The study used diffusion tensor imaging (DTI), a type of MRI that yields data about the paths of the brain’s white matter, which is a component of the central nervous system that transmits information and is essential to learning and thinking. Researchers scanned 16 boys, aged eight to 11 who had SPD, but who were not diagnosed with autism or other disorders. They also studied 24 boys who did not have SPD, but who were matched to the experimental group in age, handedness, gender, and IQ.
The scans revealed that the white matter in the SPD subjects takes an abnormal route through the back of the brain. These circuitous connections were involved in tactile, auditory, and visual processing, as well as linking the hemispheres of the brain.

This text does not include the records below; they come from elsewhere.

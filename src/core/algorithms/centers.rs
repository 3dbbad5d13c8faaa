//! Tile volumes and circumcenters.
//!
//! Runs in two passes. The first computes each tile's volume and, when the
//! volume exceeds the threshold, its circumcenter. The second gives every
//! remaining tile that belongs to a triangulation family the center of a
//! sibling sharing its apex; tiles without such a sibling get the NaN
//! sentinel.

#![forbid(unsafe_code)]

use std::sync::Arc;

use tracing::{debug, trace, warn};

use crate::core::algorithms::facet_filter::FacetFilter;
use crate::core::facet_graph::FacetGraph;
use crate::core::util::{nan_center, simplex_coordinates};
use crate::geometry::util::{CircumcenterError, circumcenter, simplex_volume};

/// Volume and (possibly shared) circumcenter of one tile.
#[derive(Clone, Debug, PartialEq)]
pub struct TileGeometry {
    /// Hyper-volume, `0` for degenerate facets.
    pub volume: f64,
    /// Circumcenter, shared with a family sibling or NaN-filled when unresolved.
    pub center: Arc<[f64]>,
}

/// Compute volumes and centers of all kept facets, in tile id order.
///
/// `sites` holds `graph.n_points()` points of `graph.dim()` coordinates; kept
/// facets must not reference the point at infinity.
///
/// # Errors
///
/// Returns an error if a kept facet does not have `dim + 1` vertices.
pub fn compute_tile_geometry(
    sites: &[f64],
    graph: &FacetGraph,
    filter: &FacetFilter,
    volume_threshold: f64,
) -> Result<Vec<TileGeometry>, CircumcenterError> {
    let dim = graph.dim();
    let mut volumes = Vec::with_capacity(filter.len());
    let mut centers: Vec<Option<Arc<[f64]>>> = Vec::with_capacity(filter.len());

    for &f in filter.kept_facets() {
        let facet = &graph.facets()[f];
        let corners = simplex_coordinates(sites, dim, &facet.vertices);
        let volume = if facet.degenerate {
            0.0
        } else {
            simplex_volume(&corners)?.max(0.0)
        };
        let center = if volume > volume_threshold {
            match circumcenter(&corners) {
                Ok(center) => Some(Arc::from(center)),
                Err(err) => {
                    warn!(facet = f, volume, %err, "circumcenter failed, center left unresolved");
                    None
                }
            }
        } else {
            None
        };
        volumes.push(volume);
        centers.push(center);
    }

    let unresolved = centers.iter().filter(|c| c.is_none()).count();
    debug!(
        tiles = filter.len(),
        unresolved, volume_threshold, "centers: direct pass done"
    );

    let centers = resolve_centers(graph, filter, centers);
    Ok(volumes
        .into_iter()
        .zip(centers)
        .map(|(volume, center)| TileGeometry { volume, center })
        .collect())
}

/// Fill unresolved centers from family siblings sharing the apex, else NaN.
fn resolve_centers(
    graph: &FacetGraph,
    filter: &FacetFilter,
    centers: Vec<Option<Arc<[f64]>>>,
) -> Vec<Arc<[f64]>> {
    let facets = graph.facets();
    let needs_lookup = centers
        .iter()
        .zip(filter.kept_facets())
        .any(|(center, &f)| center.is_none() && facets[f].is_tricoplanar());

    // Kept tiles incident to each point, ascending.
    let mut incident: Vec<Vec<usize>> = Vec::new();
    if needs_lookup {
        incident.resize_with(graph.n_points() + 1, Vec::new);
        for (tile, &f) in filter.kept_facets().iter().enumerate() {
            for &v in &facets[f].vertices {
                incident[v].push(tile);
            }
        }
    }

    let mut fallbacks = 0usize;
    let mut resolved = Vec::with_capacity(centers.len());
    for (tile, center) in centers.iter().enumerate() {
        if let Some(center) = center {
            resolved.push(Arc::clone(center));
            continue;
        }
        let facet = &facets[filter.facet_of(tile)];
        let borrowed = facet.tricoplanar_owner.zip(facet.apex()).and_then(|(owner, apex)| {
            incident.get(apex)?.iter().find_map(|&sibling| {
                let same_family = facets[filter.facet_of(sibling)].tricoplanar_owner == Some(owner);
                if sibling != tile && same_family {
                    centers[sibling].as_ref()
                } else {
                    None
                }
            })
        });
        if let Some(center) = borrowed {
            trace!(tile, "centers: borrowed family center");
            resolved.push(Arc::clone(center));
        } else {
            trace!(tile, "centers: no center available, NaN sentinel");
            fallbacks += 1;
            resolved.push(nan_center(graph.dim()));
        }
    }
    if fallbacks > 0 {
        warn!(
            tiles = fallbacks,
            "tiles without a computable or borrowable circumcenter carry NaN centers"
        );
    }
    resolved
}

#[cfg(test)]
mod tests {
    use super::*;

    use approx::assert_relative_eq;

    use crate::core::facet_graph::RawFacet;

    // Square of side 2, plus a point just above the bottom edge.
    const SITES: [f64; 10] = [0.0, 0.0, 2.0, 0.0, 2.0, 2.0, 0.0, 2.0, 1.0, 0.001];

    fn facet(vertices: [usize; 3], owner: Option<usize>, degenerate: bool) -> RawFacet {
        RawFacet {
            vertices: vertices.into_iter().collect(),
            neighbors: [0, 0, 0].into_iter().collect(),
            degenerate,
            tricoplanar_owner: owner,
            ..RawFacet::default()
        }
    }

    fn graph() -> FacetGraph {
        FacetGraph::new(
            2,
            5,
            vec![
                facet([3, 0, 1], Some(0), false),
                facet([3, 1, 2], Some(0), false),
                facet([3, 2, 0], Some(0), true),
                facet([0, 1, 4], None, false),
            ],
            vec![1.0, 1.0],
        )
        .unwrap()
    }

    #[test]
    fn degenerate_family_member_shares_sibling_center() {
        let graph = graph();
        let filter = FacetFilter::new(&graph, true);
        let geometry = compute_tile_geometry(&SITES, &graph, &filter, 0.0).unwrap();

        assert_eq!(geometry.len(), 4);
        assert_relative_eq!(geometry[0].volume, 2.0, epsilon = 1e-12);
        assert_relative_eq!(geometry[2].volume, 0.0);
        assert!(Arc::ptr_eq(&geometry[2].center, &geometry[0].center));
        assert!(!Arc::ptr_eq(&geometry[1].center, &geometry[0].center));
        assert_relative_eq!(geometry[2].center[0], 1.0, epsilon = 1e-12);
        assert_relative_eq!(geometry[2].center[1], 1.0, epsilon = 1e-12);
    }

    #[test]
    fn small_tile_outside_family_gets_nan_center() {
        let graph = graph();
        let filter = FacetFilter::new(&graph, true);
        let geometry = compute_tile_geometry(&SITES, &graph, &filter, 0.01).unwrap();

        assert!(geometry[3].volume > 0.0);
        assert!(geometry[3].center.iter().all(|c| c.is_nan()));
        assert!(geometry[0].center.iter().all(|c| c.is_finite()));
    }

    #[test]
    fn threshold_above_every_volume_yields_nan_everywhere() {
        let graph = graph();
        let filter = FacetFilter::new(&graph, true);
        let geometry = compute_tile_geometry(&SITES, &graph, &filter, 100.0).unwrap();

        assert!(
            geometry
                .iter()
                .all(|g| g.center.len() == 2 && g.center.iter().all(|c| c.is_nan()))
        );
    }
}
//! Safe numeric conversions.

use num_traits::cast;

pub use super::ValueConversionError;

/// Largest integer an `f64` represents exactly (2^53 − 1).
const MAX_EXACT_F64_INTEGER: u64 = (1u64 << 53) - 1;

/// Safely convert a `usize` to `f64`.
///
/// # Errors
///
/// Returns `ValueConversionError::ConversionFailed` if `value` exceeds 2^53 − 1
/// and would lose precision.
///
/// # Examples
///
/// ```
/// use tessellation::geometry::util::safe_usize_to_f64;
///
/// assert_eq!(safe_usize_to_f64(42).unwrap(), 42.0);
/// ```
pub fn safe_usize_to_f64(value: usize) -> Result<f64, ValueConversionError> {
    let too_large = || ValueConversionError::ConversionFailed {
        value: format!("{value}"),
        from_type: "usize",
        to_type: "f64",
        details: "value exceeds the exactly representable integer range".to_string(),
    };
    let value_u64 = u64::try_from(value).map_err(|_| too_large())?;
    if value_u64 > MAX_EXACT_F64_INTEGER {
        return Err(too_large());
    }
    cast(value).ok_or_else(too_large)
}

In contrast, white matter tracks through the frontal region of the brain in children with autism or ADHD.
This research not only provides concrete evidence that sensory processing disorders are a discrete neurological problem, but also uncovers a few hints as to why people with the disorder have processing issues. The abnormal path that the white matter takes may alter the timing of sensory transmission, which could make integrating sensory input from several senses challenging, if not impossible.
Dr. Elysa Marco, one of the study leaders and cognitive behavioral child neurologist at the UCSF Benioff Children’s Hospital, commented, “We are just at the beginning, because people didn’t believe this existed. This is absolutely the first structural imaging comparison of kids with research diagnosed sensory processing disorder and typically developing kids. It shows it is a brain-based disorder and gives us a way to evaluate them.”
This research is published in the open access journal NeuroImage: Clinical.